Geographic regions are often routinely monitored to identify areas with excess cases of disease. Further epidemiological investigations can be targeted to areas with higher disease rates than expected. Surveillance strategies typically include the calculation of sub-regional rates, and their associated confidence intervals, that are compared with the rate of the entire geographic region. More sophisticated approaches use disease cluster detection methods that require specialized software. These approaches are not the same but may lead to similar results in specific situations. A natural question arises as to when these different approaches lead to the same conclusions. We compare the Besag and Newell 1 cluster detection method, suitable for geographic areas with diverse population sizes, with confidence intervals for crude and directly standardized rates. The cluster detection method tests each area at a pre-specified cluster size. Conditions when these methods agree and disagree are provided.

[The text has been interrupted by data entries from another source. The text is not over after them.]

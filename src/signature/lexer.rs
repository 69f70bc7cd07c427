//! Tokenizer for callable declarations.

use crate::core::{AutowireError, Result};

#[derive(Debug, Clone, PartialEq)]
pub(crate) enum Token {
    Ident(String),
    Str(String),
    Number(String),
    Lifetime(String),
    Punct(char),
    /// `->`
    Arrow,
    /// `=>`
    FatArrow,
}

impl Token {
    pub(crate) fn is_punct(&self, c: char) -> bool {
        matches!(self, Token::Punct(p) if *p == c)
    }

    pub(crate) fn is_ident(&self, word: &str) -> bool {
        matches!(self, Token::Ident(w) if w == word)
    }
}

pub(crate) fn tokenize(source: &str) -> Result<Vec<Token>> {
    let chars: Vec<char> = source.chars().collect();
    let mut tokens = Vec::new();
    let mut i = 0;

    while i < chars.len() {
        let c = chars[i];

        if c.is_whitespace() {
            i += 1;
            continue;
        }

        if c == '/' && chars.get(i + 1) == Some(&'/') {
            while i < chars.len() && chars[i] != '\n' {
                i += 1;
            }
            continue;
        }

        if c == '/' && chars.get(i + 1) == Some(&'*') {
            let start = i;
            i += 2;
            loop {
                if i + 1 >= chars.len() {
                    return Err(lex_error(start, "unterminated block comment"));
                }
                if chars[i] == '*' && chars[i + 1] == '/' {
                    i += 2;
                    break;
                }
                i += 1;
            }
            continue;
        }

        if c.is_alphabetic() || c == '_' {
            let start = i;
            while i < chars.len() && (chars[i].is_alphanumeric() || chars[i] == '_') {
                i += 1;
            }
            tokens.push(Token::Ident(chars[start..i].iter().collect()));
            continue;
        }

        if c.is_ascii_digit() {
            let start = i;
            while i < chars.len() && (chars[i].is_alphanumeric() || chars[i] == '_' || chars[i] == '.') {
                // `1..2` is a range, not a float
                if chars[i] == '.' && chars.get(i + 1) == Some(&'.') {
                    break;
                }
                i += 1;
            }
            tokens.push(Token::Number(chars[start..i].iter().collect()));
            continue;
        }

        if c == '"' {
            let start = i;
            i += 1;
            let mut text = String::new();
            loop {
                let Some(&next) = chars.get(i) else {
                    return Err(lex_error(start, "unterminated string literal"));
                };
                i += 1;
                match next {
                    '"' => break,
                    '\\' => {
                        let Some(&escaped) = chars.get(i) else {
                            return Err(lex_error(start, "unterminated string literal"));
                        };
                        i += 1;
                        text.push(match escaped {
                            'n' => '\n',
                            't' => '\t',
                            'r' => '\r',
                            '0' => '\0',
                            other => other,
                        });
                    }
                    other => text.push(other),
                }
            }
            tokens.push(Token::Str(text));
            continue;
        }

        if c == '\'' {
            // 'x' is a char literal, 'a without a closing quote is a lifetime
            if chars.get(i + 2) == Some(&'\'') {
                tokens.push(Token::Str(chars[i + 1].to_string()));
                i += 3;
                continue;
            }
            let start = i + 1;
            i += 1;
            while i < chars.len() && (chars[i].is_alphanumeric() || chars[i] == '_') {
                i += 1;
            }
            tokens.push(Token::Lifetime(chars[start..i].iter().collect()));
            continue;
        }

        if c == '-' && chars.get(i + 1) == Some(&'>') {
            tokens.push(Token::Arrow);
            i += 2;
            continue;
        }

        if c == '=' && chars.get(i + 1) == Some(&'>') {
            tokens.push(Token::FatArrow);
            i += 2;
            continue;
        }

        tokens.push(Token::Punct(c));
        i += 1;
    }

    Ok(tokens)
}

fn lex_error(offset: usize, reason: &str) -> AutowireError {
    AutowireError::parse(super::ANONYMOUS, format!("{reason} at offset {offset}"))
}
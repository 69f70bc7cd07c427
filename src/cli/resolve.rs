//! `autowire resolve`: trace how one name resolves.

use super::check_format;
use super::index::display_relative;
use crate::core::{AutowireError, Dependency};
use crate::injector::Injector;
use crate::resolver::Resolver;
use anyhow::Result;
use clap::Args;
use colored::Colorize;
use serde_json::json;

/// Show how a single name resolves.
#[derive(Args, Debug)]
pub struct ResolveCommand {
    /// Logical name, e.g. `nodeUuid` or `pkg$lib$helper`
    name: String,

    /// Output format (table, json)
    #[arg(short = 'f', long, default_value = "table")]
    format: String,
}

impl ResolveCommand {
    pub(super) fn execute(&self, injector: &Injector) -> Result<()> {
        check_format(&self.format)?;
        let registry = injector.registry();
        let alias = registry.alias_target(&self.name);

        let Some(candidate) = Resolver::new(registry).resolve(&self.name)? else {
            let indexed = registry.lookup_index(alias.as_deref().unwrap_or(&self.name));
            if let Some(path) = indexed {
                anyhow::bail!(
                    "'{}' is indexed at {} but no module is registered for that file",
                    self.name,
                    display_relative(&path, registry.root())
                );
            }
            return Err(AutowireError::UnresolvedDependency {
                parameter: self.name.clone(),
                function: "resolve".to_string(),
                file: registry.root().display().to_string(),
                suggestion: registry.suggest(&self.name),
            }
            .into());
        };

        let value = candidate.dependency.downcast_ref::<serde_json::Value>().cloned();
        let path = registry
            .lookup_index(alias.as_deref().unwrap_or(&self.name))
            .map(|p| display_relative(&p, registry.root()));

        if self.format == "json" {
            let report = json!({
                "name": self.name,
                "alias_of": alias,
                "source": candidate.source,
                "kind": candidate.dependency.kind(),
                "path": path,
                "instantiate": candidate.meta.as_ref().is_some_and(|m| m.instantiate),
                "singleton": candidate.meta.as_ref().is_some_and(|m| m.singleton),
                "value": value,
            });
            println!("{}", serde_json::to_string_pretty(&report)?);
            return Ok(());
        }

        println!("{} {}", "name:".bold(), self.name.cyan());
        if let Some(target) = &alias {
            println!("{} {}", "alias of:".bold(), target);
        }
        println!("{} {}", "resolved via:".bold(), candidate.source.to_string().green());
        println!("{} {}", "kind:".bold(), describe(&candidate.dependency));
        if let Some(path) = path {
            println!("{} {}", "path:".bold(), path);
        }
        if let Some(meta) = &candidate.meta {
            println!(
                "{} instantiate={} singleton={} mixins={:?} proxy={}",
                "autowire:".bold(),
                meta.instantiate,
                meta.singleton,
                meta.mixins,
                meta.proxy.as_deref().unwrap_or("-")
            );
        }
        if let Some(value) = value {
            println!("{}\n{}", "value:".bold(), serde_json::to_string_pretty(&value)?);
        }
        Ok(())
    }
}

fn describe(dependency: &Dependency) -> String {
    match dependency {
        Dependency::Function(function) => format!("function `{}`", function.declaration()),
        Dependency::Class(class) => format!("class `{}`", class.declaration()),
        other => other.kind().to_string(),
    }
}
impl fmt::Debug for Class {
    fn fmt(&self, f: &mut fmt::Formatter<'_>) -> fmt::Result {
        let mut methods: Vec<&String> = self.methods.keys().collect();
        methods.sort();
        f.debug_struct("Class")
            .field("declaration", &self.declaration)
            .field("methods", &methods)
            .field("meta", &self.meta)
            .finish_non_exhaustive()
    }
}

/// An object built by the engine from a [`Function`] or [`Class`].
///
/// Mixins are held by composition. Method lookup checks the instance's own
/// class first, then each mixin in declaration order; the first match wins.
pub struct Instance {
    class_name: String,
    origin: Dependency,
    state: Value,
    mixins: Vec<(String, Arc<Instance>)>,
    tag: Option<AutowireTag>,
}

impl Instance {
    pub(crate) fn new(class_name: impl Into<String>, origin: Dependency, state: Value) -> Self {
        Self {
            class_name: class_name.into(),
            origin,
            state,
            mixins: Vec::new(),
            tag: None,
        }
    }

    pub(crate) fn push_mixin(&mut self, name: impl Into<String>, mixin: Arc<Instance>) {
        self.mixins.push((name.into(), mixin));
    }

    pub(crate) fn set_tag(&mut self, tag: AutowireTag) {
        self.tag = Some(tag);
    }

    /// Name of the class or function this instance was built from.
    pub fn class_name(&self) -> &str {
        &self.class_name
    }

    /// The component this instance was built from.
    pub fn origin(&self) -> &Dependency {
        &self.origin
    }

    /// Typed access to the constructed state.
    pub fn state<T: Any>(&self) -> Option<&T> {
        self.state.downcast_ref::<T>()
    }

    /// Whether this instance was built from `component`.
    pub fn is_instance_of(&self, component: &Dependency) -> bool {
        self.origin.ptr_eq(component)
    }

    /// Composed mixin instances in declaration order.
    pub fn mixins(&self) -> impl Iterator<Item = (&str, &Arc<Instance>)> {
        self.mixins.iter().map(|(name, instance)| (name.as_str(), instance))
    }

    /// Typed access to the state of the first mixin holding a `T`.
    pub fn mixin<T: Any>(&self) -> Option<&T> {
        self.mixins.iter().find_map(|(_, mixin)| mixin.state::<T>())
    }

    /// Diagnostic tag, present when tagging was enabled.
    pub fn tag(&self) -> Option<&AutowireTag> {
        self.tag.as_ref()
    }

    /// Whether `method` is reachable on this instance or one of its mixins.
    pub fn responds_to(&self, method: &str) -> bool {
        self.own_method(method).is_some()
            || self.mixins.iter().any(|(_, mixin)| mixin.responds_to(method))
    }

    /// Call a method by name.
    ///
    /// A mixin method runs against the mixin instance that provides it.
    pub fn call(&self, method: &str, args: &Arguments) -> anyhow::Result<Dependency> {
        if let Some(body) = self.own_method(method) {
            return body(self, args);
        }
        for (_, mixin) in &self.mixins {
            if mixin.responds_to(method) {
                return mixin.call(method, args);
            }
        }
        anyhow::bail!("'{}' has no method '{}'", self.class_name, method)
    }

    fn own_method(&self, method: &str) -> Option<&Method> {
        match &self.origin {
            Dependency::Class(class) => class.find_method(method),
            _ => None,
        }
    }
}

impl fmt::Debug for Instance {
    fn fmt(&self, f: &mut fmt::Formatter<'_>) -> fmt::Result {
        let mixins: Vec<&str> = self.mixins.iter().map(|(name, _)| name.as_str()).collect();
        f.debug_struct("Instance")
            .field("class_name", &self.class_name)
            .field("mixins", &mixins)
            .field("tag", &self.tag)
            .finish_non_exhaustive()
    }
}

/// Anything that can be injected.
#[derive(Clone)]
pub enum Dependency {
    /// Plain value
    Value(Value),
    /// Function reference
    Function(Arc<Function>),
    /// Class reference
    Class(Arc<Class>),
    /// Instance built by the engine
    Instance(Arc<Instance>),
}

impl Dependency {
    /// Wrap any value.
    pub fn value<T: Any + Send + Sync>(value: T) -> Self {
        Self::Value(Arc::new(value))
    }

    /// Wrap a JSON value; literal defaults and data modules use this form.
    pub fn json(value: serde_json::Value) -> Self {
        Self::value(value)
    }

    /// Reference identity.
    pub fn ptr_eq(&self, other: &Self) -> bool {
        match (self, other) {
            (Self::Value(a), Self::Value(b)) => Arc::ptr_eq(a, b),
            (Self::Function(a), Self::Function(b)) => Arc::ptr_eq(a, b),
            (Self::Class(a), Self::Class(b)) => Arc::ptr_eq(a, b),
            (Self::Instance(a), Self::Instance(b)) => Arc::ptr_eq(a, b),
            _ => false,
        }
    }

    /// Address of the shared allocation; stable while any clone is alive.
    pub(crate) fn addr(&self) -> usize {
        match self {
            Self::Value(a) => Arc::as_ptr(a) as *const () as usize,
            Self::Function(a) => Arc::as_ptr(a) as *const () as usize,
            Self::Class(a) => Arc::as_ptr(a) as *const () as usize,
            Self::Instance(a) => Arc::as_ptr(a) as *const () as usize,
        }
    }

    /// Functions and classes are callable.
    pub fn is_callable(&self) -> bool {
        matches!(self, Self::Function(_) | Self::Class(_))
    }

    /// Typed access to a plain value or to an instance's state.
    pub fn downcast_ref<T: Any>(&self) -> Option<&T> {
        match self {
            Self::Value(value) => value.downcast_ref::<T>(),
            Self::Instance(instance) => instance.state::<T>(),
            _ => None,
        }
    }

    /// The function, if this is one.
    pub fn as_function(&self) -> Option<&Arc<Function>> {
        match self {
            Self::Function(function) => Some(function),
            _ => None,
        }
    }

    /// The class, if this is one.
    pub fn as_class(&self) -> Option<&Arc<Class>> {
        match self {
            Self::Class(class) => Some(class),
            _ => None,
        }
    }

    /// The instance, if this is one.
    pub fn as_instance(&self) -> Option<&Arc<Instance>> {
        match self {
            Self::Instance(instance) => Some(instance),
            _ => None,
        }
    }

    /// Instantiation metadata of a callable.
    pub fn meta(&self) -> Option<&AutowireMeta> {
        match self {
            Self::Function(function) => function.meta(),
            Self::Class(class) => class.meta(),
            _ => None,
        }
    }

    /// Short kind label for diagnostics.
    pub fn kind(&self) -> &'static str {
        match self {
            Self::Value(_) => "value",
            Self::Function(_) => "function",
            Self::Class(_) => "class",
            Self::Instance(_) => "instance",
        }
    }
}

We use a dataset on self-inflicted injuries requiring medical attention as an illustration and give power comparisons for a variety of situations.

RESULTS

Three conditions must be satisfied for the confidence interval and cluster detection methods to both provide statistically significant higher rates for an individual administrative area. These criteria are based on observed and expected cases above specific thresholds. In our dataset, two areas are significant with both methods and one additional area is identified with the cluster detection method. Power comparisons for different scenarios suggest that the methods have similar power for detecting rates that are twice as large as the overall rate and when the overall rate and sample sizes are not too small. The cluster detection method has better power when the size of the cluster is relatively small.

CONCLUSION

The cluster size plays a key role in the comparability of methods. The cluster detection method is preferred when the cluster size exceeds the number of cases in an administrative area or when the expected number of cases exceeds a threshold.

摘要

背景

通常会对地理区域进行常规监测,以识别疾病病例过多的地区。进一步的流行病学调查可针对疾病发生率高于预期的地区。监测策略通常包括计算次区域发病率及其相关的置信区间,并将其与整个地理区域的发病率进行比较。更复杂的方法使用需要专门软件的疾病聚集性检测方法。这些方法并不相同,但在特定情况下可能会得出相似的结果。一个自然的问题是,这些不同的方法何时会得出相同的结论。我们将适用于人口规模各异的地理区域的贝萨格和纽厄尔1聚集性检测方法与粗发病率和直接标准化发病率的置信区间进行比较。聚集性检测方法会在预先指定的聚集规模下对每个区域进行检测。给出了这些方法一致和不一致的条件。我们以需要医疗救治的自残伤害数据集为例进行说明,并给出了各种情况下的效能比较。

结果

要使置信区间和聚集性检测方法都为单个行政区提供具有统计学意义的更高发病率,必须满足三个条件。这些标准基于高于特定阈值的观察到的和预期的病例数。在我们的数据集中,两种方法都显示有两个区域具有显著性,并且聚集性检测方法还识别出了另外一个区域。不同场景下的效能比较表明,对于检测出的发病率是总体发病率两倍的情况,以及总体发病率和样本量都不太小的情况,这两种方法具有相似的效能。当聚集规模相对较小时用聚集性检测方法的效能更好。

结论

聚集规模在方法的可比性中起着关键作用。当聚集规模超过一个行政区的病例数或预期病例数超过阈值时,聚集性检测方法更可取。